Resulta por tanto necesario hacer una distinción entre la criatura y el creador, una distancia que no significa de hecho una extrañeza sino que más bien es la condición de un abrazo: «Él dio autonomía a los seres del universo al mismo tiempo que les aseguró su presencia continua». Coinciden esta “autonomía” que Dios otorga a la criatura con el don de Su presencia, llena de preocupación por el destino y el cumplimiento de todo. Como sugería Dante, la relación de Dios con su creación es una mirada amorosa e incansable, «dentro de sí la ama / tanto que nunca de ella el ojo aparta». Es como una madre que observa con discreción a su hijo, donándole continuamente su presencia, amando su destino, deseándole todo el bien posible, pero sin sustituirle.

Si el Creador «da el ser a todas las cosas» –a las piedras y a las estrellas, a las flores y a los animales, en cada momento del tiempo de la historia del universo– también da el ser a nuestra pobre existencia en este instante.

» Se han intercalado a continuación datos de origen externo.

#![deny(unsafe_code)]
#![deny(missing_docs)]
#![deny(rustdoc::broken_intra_doc_links)]

//! # Overview
//!
//! `l4c` is a small per-process logging runtime. Applications open logger
//! contexts for standard output, standard error or a rotating file, register
//! the messages they intend to emit (usually from a catalog compiled by
//! `l4cdefgen`) and then emit leveled, optionally throttled records through
//! them.
//!
//! # Design
//!
//! - [`ContextTable`] owns every [`LoggerContext`] and hands out
//!   generation-tagged [`LoggerHandle`]s. Opening the same shareable
//!   destination twice yields the same context with a higher refcount.
//! - Each context owns a [`MessageRegistry`]: message ids map to a display
//!   name, an effective [`Severity`] and an optional throttle interval.
//! - Records are rendered into a bounded [`RecordBuffer`] with the fixed
//!   prefix `<timestamp> [<pid>] <name> <SEVERITY>[<suppressed>]: ` and handed
//!   to the destination, either at once or, for
//!   [`LoggerContext::emit_buffered`], when the buffer fills or is flushed.
//! - File destinations rotate. The configured path is a symlink to a shadow
//!   file named `<path>.<epoch-seconds>`; when the shadow grows past
//!   [`FileOptions::max_size`] or ages past [`FileOptions::max_age`], a new
//!   shadow is created and the symlink is swapped atomically. Old shadows are
//!   pruned down to [`FileOptions::max_retained`].
//!
//! # Invariants
//!
//! - A record is allowed when its message is registered and the effective
//!   severity is at least as verbose as the requested one.
//! - The rollover check runs before each write, so a shadow file exceeds its
//!   size limit by at most one write, unless the limit trips again within the
//!   second its shadow is named for.
//! - Handles of closed contexts never resolve again, even after their slot is
//!   reused.
//!
//! # Errors
//!
//! Lifecycle operations return [`Error`]. Write failures on an open
//! destination are not errors: the record is dropped, a `tracing` warning is
//! emitted and the call reports [`Emission::WriteFailed`].
//!
//! # Examples
//!
//! ```
//! use std::time::Duration;
//! use l4c::{ContextTable, Destination, FileOptions, Severity};
//!
//! let dir = tempfile::tempdir()?;
//! let table = ContextTable::new();
//! let handle = table.open(Destination::File(
//!     FileOptions::new(dir.path().join("app.log"))
//!         .max_size(1 << 20)
//!         .max_retained(5),
//! ))?;
//!
//! table.register_message(handle, 0, Severity::Info, "NET_UP")?;
//! table.set_throttle(handle, Some(Duration::from_secs(1)), Some("NET_"))?;
//! table.emit(handle, Severity::Info, 0, format_args!("link {} up", "eth0"))?;
//! table.close(handle)?;
//!
//! let written = std::fs::read_to_string(dir.path().join("app.log"))?;
//! assert!(written.ends_with("NET_UP INFO[0]: link eth0 up\n"));
//! # Ok::<(), Box<dyn std::error::Error>>(())
//! ```

mod buffer;
mod clock;
mod config;
mod context;
mod destination;
mod error;
mod global;
mod record;
mod registry;
mod rotation;
mod severity;
mod table;
mod writer;

pub use buffer::{FormatError, RecordBuffer};
pub use clock::{Clock, ManualClock, SystemClock};
pub use config::{DEFAULT_BUFFER_SIZE, DEFAULT_MAX_CONTEXTS, MAX_MESSAGES, TableConfig};
pub use context::{Emission, LoggerContext, RecordStream};
pub use destination::{Destination, DestinationKind, FileOptions};
pub use error::{Error, Result};
pub use global::{global, init, init_with, shutdown};
pub use record::{RecordStyle, TimestampFormat};
pub use registry::{MessageInfo, MessageRegistry};
pub use rotation::{FileWriter, RotationState, shadow_path_for};
pub use severity::{ParseSeverityError, Severity};
pub use table::{ContextTable, LoggerHandle};
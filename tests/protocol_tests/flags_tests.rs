//! Flags Tests

use ownet::{DeviceFormat, Flags, TemperatureScale};

#[test]
fn test_default_flags() {
    let flags = Flags::default();

    assert_eq!(flags.bits(), 0x103);
    assert!(!flags.is_persistent());
    assert_eq!(flags.device_format(), DeviceFormat::FdotI);
    assert_eq!(flags.temperature_scale(), TemperatureScale::Celsius);
}

#[test]
fn test_persist_bit() {
    let flags = Flags::default().with_persist();

    assert_eq!(flags.bits(), 0x107);
    assert!(flags.is_persistent());
    assert_eq!(flags.without_persist(), Flags::default());
    // Setting it twice changes nothing
    assert_eq!(flags.with_persist(), flags);
}

#[test]
fn test_temperature_scale_preserves_other_bits() {
    let flags = Flags::default()
        .with_persist()
        .with_temperature_scale(TemperatureScale::Fahrenheit);

    assert_eq!(flags.bits(), 0x0001_0107);
    assert_eq!(flags.temperature_scale(), TemperatureScale::Fahrenheit);

    let flags = flags.with_temperature_scale(TemperatureScale::Rankine);
    assert_eq!(flags.bits(), 0x0003_0107);

    let flags = flags.with_temperature_scale(TemperatureScale::Celsius);
    assert_eq!(flags.bits(), 0x0000_0107);
}

#[test]
fn test_device_format_bits() {
    let cases = [
        (DeviceFormat::FdotI, 0x0000_0000),
        (DeviceFormat::FI, 0x0100_0000),
        (DeviceFormat::FdotIdotC, 0x0200_0000),
        (DeviceFormat::FdotIC, 0x0300_0000),
        (DeviceFormat::FIdotC, 0x0400_0000),
        (DeviceFormat::FIC, 0x0500_0000),
    ];

    for (format, bits) in cases {
        let flags = Flags::default()
            .with_temperature_scale(TemperatureScale::Kelvin)
            .with_device_format(format);

        assert_eq!(flags.bits(), bits | 0x0002_0103);
        assert_eq!(flags.device_format(), format);
        assert_eq!(flags.temperature_scale(), TemperatureScale::Kelvin);
    }
}

#[test]
fn test_display_is_hex() {
    assert_eq!(Flags::from_bits(0x107).to_string(), "0x00000107");
}
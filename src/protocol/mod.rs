//! Protocol Module
//!
//! Defines the owserver wire protocol.
//!
//! ### Message Format
//! ```text
//! ┌─────────────────────────────────┬─────────────────────────────┐
//! │ Header (6 x i32, big-endian)    │   Payload (payload_len)     │
//! └─────────────────────────────────┴─────────────────────────────┘
//! ```
//!
//! ### Functions
//! - 1: NOP
//! - 2: READ      - Payload: path
//! - 3: WRITE     - Payload: path + value
//! - 4: DIR       - Payload: path, one response packet per entry
//! - 5: SIZE      - unused by current servers
//! - 6: PRESENCE  - Payload: path
//! - 7: DIRALL    - Payload: path, one comma-joined response
//! - 8: GET       - Payload: path, DIRALL or READ depending on the path
//!
//! ### Return Codes
//! - `>= 0`: success
//! - `< 0`:  error (negated errno on the server)

mod codec;
mod flags;
mod function;
mod header;
mod request;

pub use codec::{
    decode_header, decode_payload, decode_request_header, encode_header, encode_path,
    encode_request, encode_request_header, encode_response_header, read_header, read_payload,
    read_request, write_message, write_response, HEADER_SIZE, MAX_PAYLOAD_SIZE,
};
pub use flags::{DeviceFormat, Flags, TemperatureScale};
pub use function::Function;
pub use header::{RequestHeader, ResponseHeader};
pub use request::Request;
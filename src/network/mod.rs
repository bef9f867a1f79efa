//! Network Module
//!
//! TCP transport to owserver.
//!
//! ## Architecture
//! - One blocking stream per session, one request in flight at a time
//! - Streams opened through a `Connector` (TCP by default)
//! - Connection reuse decided by the server's persistence bit

mod connector;
mod session;

pub use connector::{Connector, TcpConnector};
pub use session::{ConnectionMode, Session};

Al darnos el respiro y la vida física, nos da también ese deseo de amar, esa sed infinita de conocer lo que hay en el corazón de cada hombre. «Cuando, el sexto día del relato del Génesis, llega la creación del hombre, Dios da al ser humano otra autonomía, una autonomía distinta a la autonomía de la naturaleza, que es la libertad». En efecto, la libertad nos da otra autonomía, porque nos desvincula de las leyes de la naturaleza, aun sometiéndonos a ellas en cuanto seres corporales, porque a diferencia de las piedras y de las estrellas no estamos determinados como ellas.

El milagro de insertar la libertad en el universo mediante la criatura humana implica también una gran, vertiginosa responsabilidad. Al crear al ser humano libre, Dios «lo hace responsable de la creación, para que domine la creación, para que la desarrolle y así hasta el fin de los tiempos». El científico, de manera particular, está llamado a «interrogarse acerca del futuro de la humanidad y de la tierra» y a «construir un mundo humano para todos los seres humanos y no para un grupo o una clase de privilegiados».

En definitiva, nos invita a colaborar en la creación, para el bien de la persona humana, siempre abiertos a encontrar nuevos tesoros que el Misterio ha puesto entre los pliegues del mundo que nos ha donado. El Papa Francisco ha animado a los científicos a actuar movidos por la «confianza de que la naturaleza oculte, en sus mecanismos evolutivos, las potencialidades que corresponde a la inteligencia y a la libertad descubrir y poner en práctica para llegar al desarrollo que está en el designio del Creador». Es difícil imaginar una tarea más fascinante que esta.